He stirred his bowl of Honey Berry Crunch as he watched the evening’s fireworks. He liked the way the colors sparkled across the city. The smell of the gunpowder made him feel strong; reminded him how powerful he was.
The intercom spoke.
<<Mr. Allen from the Transit Authority is here to see you, Mr. Mayor.>>
“Gwrraaarrrrr arrg.” He grumbled at it.
<<Of course, Sir.>>
The Mayor set his bowl down on his desk and picked up his gun. A man in the forests of Jankok gave him the gun years before. It was a normal hunting rifle but he was drawn to the sheen and glisten of the barrel. The smell of the gunpowder made him erect.
As he stumbled upright toward the door, he drug the gun across the floor. It scraped against the tile as he burst out of his office.
“Grrawwwr grawwrrr” he growled, raising the gun toward Mr. Allen.
“Please! No!” Mr. Allen shouted as he slid out of the lobby chair and onto his knees. “It wasn’t my fault!”
“GWRAGGGLR!” The Mayor roared as he took steady aim.
“I swear! The budget has been so tight. We can’t afford to increase the bus OR train activity during rush hour. It’s just not possible.”
A horrible stench of shit wafted up from Mr. Allen and the Mayor shook his head in disgust.
“It’s a logistical Nigh–”
“Grraggrr Gwaaaaargr!” The Mayor barked as he pulled the trigger and put four rounds into Mr. Allen’s belly.

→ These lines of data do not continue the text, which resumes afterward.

//! # Database Migrations
//!
//! Embedded SQL migrations for the token store.
//!
//! The `sqlx::migrate!()` macro embeds all SQL files from the migrations
//! directory into the binary at compile time; no runtime file access is
//! needed. Migrations are tracked in the `_sqlx_migrations` table and are
//! idempotent to run.
//!
//! ## Adding New Migrations
//! 1. Create a new file in `migrations/sqlite/` with the next sequence number
//! 2. Name format: `NNN_description.sql`
//! 3. Write idempotent SQL (use `IF NOT EXISTS` where possible)
//! 4. NEVER modify existing migrations - always add new ones

use sqlx::SqlitePool;
use tracing::info;

use crate::error::StoreResult;

/// Embedded migrations from the workspace `migrations/sqlite` directory.
static MIGRATOR: sqlx::migrate::Migrator = sqlx::migrate!("../../migrations/sqlite");

/// Runs all pending database migrations.
///
/// Safe to run multiple times; each migration runs in its own transaction.
pub async fn run_migrations(pool: &SqlitePool) -> StoreResult<()> {
    info!("Checking for pending migrations");

    MIGRATOR.run(pool).await?;

    info!("All migrations applied successfully");
    Ok(())
}
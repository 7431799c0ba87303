//! Arabiacell-style SMS adapter: form-urlencoded outbound POST, XML
//! response. Channel type tag `"AC"`.

use async_trait::async_trait;
use courier_adapter::{build_send_intents, send_logged, Handler, RouteSpec, SendContext, SendIntent, SendResult, SplitterConfig};
use courier_common::{AdapterError, Channel, ChannelLog, MsgOut};
use serde::{Deserialize, Serialize};

const ENDPOINT: &str = "https://acsdp.arabiacell.net";

pub struct ArabiacellHandler;

impl ArabiacellHandler {
    pub fn new() -> Self {
        Self
    }
}

impl Default for ArabiacellHandler {
    fn default() -> Self {
        Self::new()
    }
}

#[derive(Debug, Serialize)]
struct SendForm<'a> {
    #[serde(rename = "userName")]
    user_name: &'a str,
    password: &'a str,
    #[serde(rename = "serviceId")]
    service_id: &'a str,
    msisdn: &'a str,
    #[serde(rename = "messageBody")]
    message_body: &'a str,
    #[serde(rename = "chargingLevel")]
    charging_level: &'a str,
}

#[derive(Debug, Deserialize)]
#[serde(rename = "response")]
struct SendXmlResponse {
    code: u16,
    #[serde(rename = "message_id")]
    message_id: Option<String>,
    text: Option<String>,
}

#[async_trait]
impl Handler for ArabiacellHandler {
    fn channel_type(&self) -> &'static str {
        "AC"
    }

    fn name(&self) -> &'static str {
        "Arabiacell SMS"
    }

    fn routes(&self) -> Vec<RouteSpec> {
        Vec::new()
    }

    async fn send(&self, ctx: &SendContext, msg: &MsgOut, result: &mut SendResult, log: &mut ChannelLog) -> Result<(), AdapterError> {
        // Resolved open question: require all four keys, never substitute
        // `password` for a missing `service_id`.
        let username = msg.channel.require_config("username")?;
        let password = msg.channel.require_config("password")?;
        let service_id = msg.channel.require_config("service_id")?;
        let charging_level = msg.channel.require_config("charging_level")?;
        let send_url = msg.channel.config.get("send_url").map(String::as_str).unwrap_or(ENDPOINT);

        let intents = build_send_intents(msg, &SplitterConfig { max_msg_length: 160, ..Default::default() });
        for intent in intents {
            let text = match intent {
                SendIntent::TextPart(t) => t,
                SendIntent::MediaPart(a) => a.as_wire_string(),
                SendIntent::CaptionedAttachment { attachment, caption } => format!("{caption} {}", attachment.as_wire_string()),
                SendIntent::InteractiveButtons { text, .. } | SendIntent::InteractiveList { text, .. } => text,
                SendIntent::Template(template) => template.name,
            };

            let form = SendForm {
                user_name: username,
                password,
                service_id,
                msisdn: &msg.urn.path,
                message_body: &text,
                charging_level,
            };

            let request = ctx.http.post(send_url).timeout(ctx.send_timeout).form(&form);
            let response = send_logged(request, log).await?;

            let parsed: SendXmlResponse = quick_xml::de::from_str(&response.body)
                .map_err(|e| AdapterError::ResponseUnparseable(format!("arabiacell xml: {e}")))?;

            if parsed.code == 204 {
                if let Some(id) = parsed.message_id {
                    result.push_external_id(id);
                }
            } else {
                let reason = parsed.text.unwrap_or_else(|| format!("response code {}", parsed.code));
                return Err(AdapterError::ResponseContent(reason));
            }
        }
        Ok(())
    }

    fn redact_values(&self, channel: &Channel) -> Vec<String> {
        channel.config.get("password").cloned().into_iter().collect()
    }
}

#[cfg(test)]
mod tests {
    use super::*;
    use courier_common::{ChannelLogType, Urn};

    fn channel() -> Channel {
        Channel::new("AC", "short-code", "RW")
            .with_config("username", "u1")
            .with_config("password", "p1")
            .with_config("service_id", "s1")
            .with_config("charging_level", "0")
    }

    fn msg(channel: Channel) -> MsgOut {
        MsgOut {
            id: 1,
            channel,
            urn: Urn::tel("+250788383383"),
            text: "Hi".into(),
            attachments: vec![],
            quick_replies: vec![],
            locale: None,
            template: None,
            created_at: chrono::Utc::now(),
        }
    }

    #[tokio::test]
    async fn missing_service_id_is_channel_config_error_not_password_bug() {
        let handler = ArabiacellHandler::new();
        let mut channel = channel();
        channel.config.remove("service_id");
        let msg = msg(channel);
        let ctx = SendContext { http: reqwest::Client::new(), send_timeout: std::time::Duration::from_secs(5) };
        let mut result = SendResult::new();
        let mut log = ChannelLog::new(msg.channel.uuid, ChannelLogType::MsgSend);
        let err = handler.send(&ctx, &msg, &mut result, &mut log).await.unwrap_err();
        assert!(matches!(err, AdapterError::ChannelConfig(_)));
    }

    #[test]
    fn success_xml_parses_code_and_message_id() {
        let parsed: SendXmlResponse = quick_xml::de::from_str("<response><code>204</code><message_id>ext1</message_id></response>").unwrap();
        assert_eq!(parsed.code, 204);
        assert_eq!(parsed.message_id.as_deref(), Some("ext1"));
    }

    #[test]
    fn failure_xml_parses_code_and_text() {
        let parsed: SendXmlResponse = quick_xml::de::from_str("<response><code>501</code><text>failure</text></response>").unwrap();
        assert_eq!(parsed.code, 501);
        assert_eq!(parsed.text.as_deref(), Some("failure"));
    }

    #[tokio::test]
    async fn send_success_against_mock_server_wires_external_id() {
        let server = wiremock::MockServer::start().await;
        wiremock::Mock::given(wiremock::matchers::method("POST"))
            .respond_with(wiremock::ResponseTemplate::new(200).set_body_string("<response><code>204</code><message_id>ext1</message_id></response>"))
            .mount(&server)
            .await;

        let mut channel = channel();
        channel.config.insert("send_url".into(), server.uri());
        let msg_data = msg(channel);
        let handler = ArabiacellHandler::new();
        let ctx = SendContext { http: reqwest::Client::new(), send_timeout: std::time::Duration::from_secs(5) };
        let mut result = SendResult::new();
        let mut log = ChannelLog::new(msg_data.channel.uuid, ChannelLogType::MsgSend);

        handler.send(&ctx, &msg_data, &mut result, &mut log).await.unwrap();
        assert_eq!(result.external_ids, vec!["ext1".to_string()]);
    }

    #[tokio::test]
    async fn send_failure_response_is_response_content_error() {
        let server = wiremock::MockServer::start().await;
        wiremock::Mock::given(wiremock::matchers::method("POST"))
            .respond_with(wiremock::ResponseTemplate::new(200).set_body_string("<response><code>501</code><text>failure</text></response>"))
            .mount(&server)
            .await;

        let mut channel = channel();
        channel.config.insert("send_url".into(), server.uri());
        let msg_data = msg(channel);
        let handler = ArabiacellHandler::new();
        let ctx = SendContext { http: reqwest::Client::new(), send_timeout: std::time::Duration::from_secs(5) };
        let mut result = SendResult::new();
        let mut log = ChannelLog::new(msg_data.channel.uuid, ChannelLogType::MsgSend);

        let err = handler.send(&ctx, &msg_data, &mut result, &mut log).await.unwrap_err();
        assert!(matches!(err, AdapterError::ResponseContent(_)));
    }
}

The Mayor leaned down. The dying politician could feel the warm breath of the Mayor as he pressed his nose against forehead.
Mr. Allen wimpered, “please.”
In one swift motion the Mayor bit off the face of the Politian and swallowed it.
He turned toward his secretary, “Grwwrrrrr?” he asked.
“Of course, Sir. I’ll bring you your salmon, right away.”